Çağlayan Adliyesinde önceki gün 14. Asliye Hukuk Mahkemesinin
vereceği kararı “dört de değil sekiz gözle bekleyenler” vardı ama
nafile!..
Mahkeme, “İdari İbrasızlık üzerine verilmiş tedbir kararını
kaldırmadı” ve sekiz gözle bekleyenler yaya kaldı!..
“Değiştirmek” değil, “yıkmak için” çabaladıkları Mustafa Cengiz
yönetimi “23’üncü şampiyonluk, kulübü mali yönden güçlendirme, yeni
tesisler, Ada, Riva - Florya problemlerini çözmek için”

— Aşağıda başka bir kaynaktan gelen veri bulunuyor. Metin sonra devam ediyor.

//! Helpers shared across CLI commands: configuration, input validation,
//! file discovery and rule selection

use crate::cli::args::{ColorChoice, OutputFormat};
use crate::config::{ColorOption, Config, OutputFormat as ConfigFormat};
use crate::engine::file_walker::{FileEntry, FileWalker, FileWalkerError};
use crate::error::{ConfigError, RuleError, StyleError};
use crate::rules::RuleRegistry;
use std::path::{Path, PathBuf};

pub const EXIT_SUCCESS: i32 = 0;
pub const EXIT_FINDINGS: i32 = 1;
pub const EXIT_ERROR: i32 = 2;
pub const EXIT_PARSE_ERROR: i32 = 3;

/// Flags that apply to every subcommand
#[derive(Debug, Clone, Default)]
pub struct GlobalOptions {
    pub color: Option<ColorChoice>,
    pub verbose: bool,
    pub config: Option<PathBuf>,
}

/// Error shared by the commands that run rules
#[derive(Debug, thiserror::Error)]
pub enum CommandError {
    #[error("Configuration error: {0}")]
    Config(#[from] ConfigError),

    #[error("Rule error: {0}")]
    Rule(#[from] RuleError),

    #[error("File walker error: {0}")]
    FileWalker(#[from] FileWalkerError),

    #[error("I/O error: {0}")]
    Io(#[from] std::io::Error),
}

impl From<StyleError> for CommandError {
    fn from(error: StyleError) -> Self {
        match error {
            StyleError::Config(e) => CommandError::Config(e),
            StyleError::Rule(e) => CommandError::Rule(e),
            StyleError::Io(e) => CommandError::Io(e),
            StyleError::Encoding { file } => CommandError::Io(std::io::Error::new(
                std::io::ErrorKind::InvalidData,
                format!("invalid UTF-8 in {}", file.display()),
            )),
        }
    }
}

impl CommandError {
    /// Exit code for a fatal error; TOML syntax errors get their own code
    pub fn exit_code(&self) -> i32 {
        match self {
            CommandError::Config(ConfigError::Parse(_)) => EXIT_PARSE_ERROR,
            _ => EXIT_ERROR,
        }
    }
}

/// Loads `--config`, or `cstyle.toml` from the working directory
pub(crate) fn load_config(options: &GlobalOptions) -> Result<Config, ConfigError> {
    Config::discover(options.config.as_deref(), Path::new("."))
}

/// Fails if any input path does not exist, listing all of them
pub(crate) fn check_inputs(paths: &[PathBuf]) -> Result<(), ConfigError> {
    let missing: Vec<PathBuf> = paths.iter().filter(|p| !p.exists()).cloned().collect();
    if missing.is_empty() {
        Ok(())
    } else {
        Err(ConfigError::MissingInput { paths: missing })
    }
}

/// Walks every input path with the configured include/exclude patterns
pub(crate) fn discover_files(
    paths: &[PathBuf],
    config: &Config,
) -> Result<Vec<FileEntry>, FileWalkerError> {
    let mut all_files = Vec::new();
    for path in paths {
        let walker = FileWalker::new(path, &config.style.include, &config.style.exclude)?;
        for result in walker.walk() {
            all_files.push(result?);
        }
    }
    tracing::debug!(files = all_files.len(), "discovered files");
    Ok(all_files)
}

/// Built-in registry sized by the configured limits
pub(crate) fn build_registry(config: &Config) -> Result<RuleRegistry, RuleError> {
    RuleRegistry::builtin(&config.limits)
}

/// `--rules` if given, otherwise `[style] rules`, otherwise everything
pub(crate) fn requested_rules(cli_rules: &[String], config: &Config) -> Vec<String> {
    if cli_rules.is_empty() {
        config.rule_selection()
    } else {
        cli_rules.to_vec()
    }
}

pub(crate) fn output_format(cli: Option<OutputFormat>, config: &Config) -> ConfigFormat {
    cli.map(ConfigFormat::from).unwrap_or(config.output.format)
}

pub(crate) fn color(options: &GlobalOptions, config: &Config) -> ColorOption {
    options.color.map(ColorOption::from).unwrap_or(config.output.color)
}

#[cfg(test)]
mod tests {
    use super::*;
    use crate::types::GlobPattern;
    use std::fs;
    use tempfile::TempDir;

    #[test]
    fn test_check_inputs_lists_every_missing_path() {
        let dir = TempDir::new().unwrap();
        let present = dir.path().to_path_buf();
        let gone = dir.path().join("gone");
        let also_gone = dir.path().join("also_gone.c");

        assert!(check_inputs(std::slice::from_ref(&present)).is_ok());
        match check_inputs(&[present, gone.clone(), also_gone.clone()]) {
            Err(ConfigError::MissingInput { paths }) => assert_eq!(paths, vec![gone, also_gone]),
            other => panic!("expected MissingInput, got {:?}", other),
        }
    }

    #[test]
    fn test_discover_files_with_empty_paths() {
        let files = discover_files(&[], &Config::default()).unwrap();
        assert!(files.is_empty());
    }

    #[test]
    fn test_discover_files_applies_config_patterns() {
        let dir = TempDir::new().unwrap();
        fs::create_dir(dir.path().join("build")).unwrap();
        fs::write(dir.path().join("Main.c"), "int main()\n").unwrap();
        fs::write(dir.path().join("build/Gen.c"), "int x;\n").unwrap();
        fs::write(dir.path().join("notes.txt"), "text\n").unwrap();

        let mut config = Config::default();
        config.style.exclude = vec![GlobPattern::new("build/**")];

        let files = discover_files(&[dir.path().to_path_buf()], &config).unwrap();
        let names: Vec<String> = files.iter().map(FileEntry::file_name).collect();
        assert_eq!(names, vec!["Main.c"]);
    }

    #[test]
    fn test_cli_rules_override_config() {
        let mut config = Config::default();
        config.style.rules = Some(vec![crate::types::RuleId::new("A1").unwrap()]);

        assert_eq!(requested_rules(&[], &config), vec!["A1"]);
        assert_eq!(
            requested_rules(&["CL5".to_string()], &config),
            vec!["CL5"]
        );
        assert!(requested_rules(&[], &Config::default()).is_empty());
    }

    #[test]
    fn test_parse_errors_have_their_own_exit_code() {
        let parse = Config::parse("[style").unwrap_err();
        assert_eq!(CommandError::from(parse).exit_code(), EXIT_PARSE_ERROR);

        let missing = ConfigError::MissingInput { paths: vec![] };
        assert_eq!(CommandError::from(missing).exit_code(), EXIT_ERROR);
    }

    #[test]
    fn test_cli_flags_override_output_config() {
        let mut config = Config::default();
        config.output.format = ConfigFormat::Jsonl;
        assert_eq!(output_format(None, &config), ConfigFormat::Jsonl);
        assert_eq!(
            output_format(Some(OutputFormat::Human), &config),
            ConfigFormat::Human
        );

        let options = GlobalOptions {
            color: Some(ColorChoice::Always),
            ..GlobalOptions::default()
        };
        assert_eq!(color(&options, &config), ColorOption::Always);
        assert_eq!(color(&GlobalOptions::default(), &config), ColorOption::Auto);
    }
}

çalışmalarına, hiç olmazsa “yeni bir engelleme girişimine kadar”
gönül rahatlığı ile devam edecek!..
Bakınız, “bütün ama bütün Galatasaraylılar”, taraftarın Çağlayan
Adliyesi önünde açtıkları pankartlara dikkat etmeli ve şapkalarının
önlerine koyarak “bu pankartlarda yazılanların ne kadar haklı
olduğunu” düşünmelidirler!..
İşte o pankartlarda yazanlar; “Galatasaray halkındır, lisenin
değil” / “Mekteb-i Sultani onurumuzdur, liseci zihniyet
sorunumuzdur” / “Milyonlarca ses ‘Galatasaray halkın’ diyor” /
“Tüzük değişsin üyelik açılsın!..”
Galatasaray’daki sorun “Lise değildir, ‘liseli’ değildir;
Galatasaray’daki sorun, “Galatasaraylılar Derneği’nin içinde
toplanan, o dernekten güç alan bir gruptur; ‘Liseciler’ diye
nitelenen bir gruptur!..”
Galatasaray’da “sorun olarak ortaya konan” ve de “Ayrımcılık
yapılıyor, sona erdirilmeli” diye kıyamet koparılan (Çarşamba günkü
divan toplantısında da konuşuldu) sorunun kaynağı “Galatasaraylılar
/ Liseliler / Taraftarlar / Yazar ve Çizerler değil”, işte o
“Liseci gruptur”; zira “Galatasaray Kulübü bizimdir” hayalinin
peşinde koşmakta, “kendilerinin istek ve beklentilerini ‘tam
karşılamayan’ yönetimleri bile değiştirmek için” ellerinden geleni
artlarına koymamaktadırlar!..
İşte 14. Asliye Hukuk Mahkemesinin “tedbir kararını kaldırmasını
sekiz gözle bekleyenler” bu Lisecilerdir!..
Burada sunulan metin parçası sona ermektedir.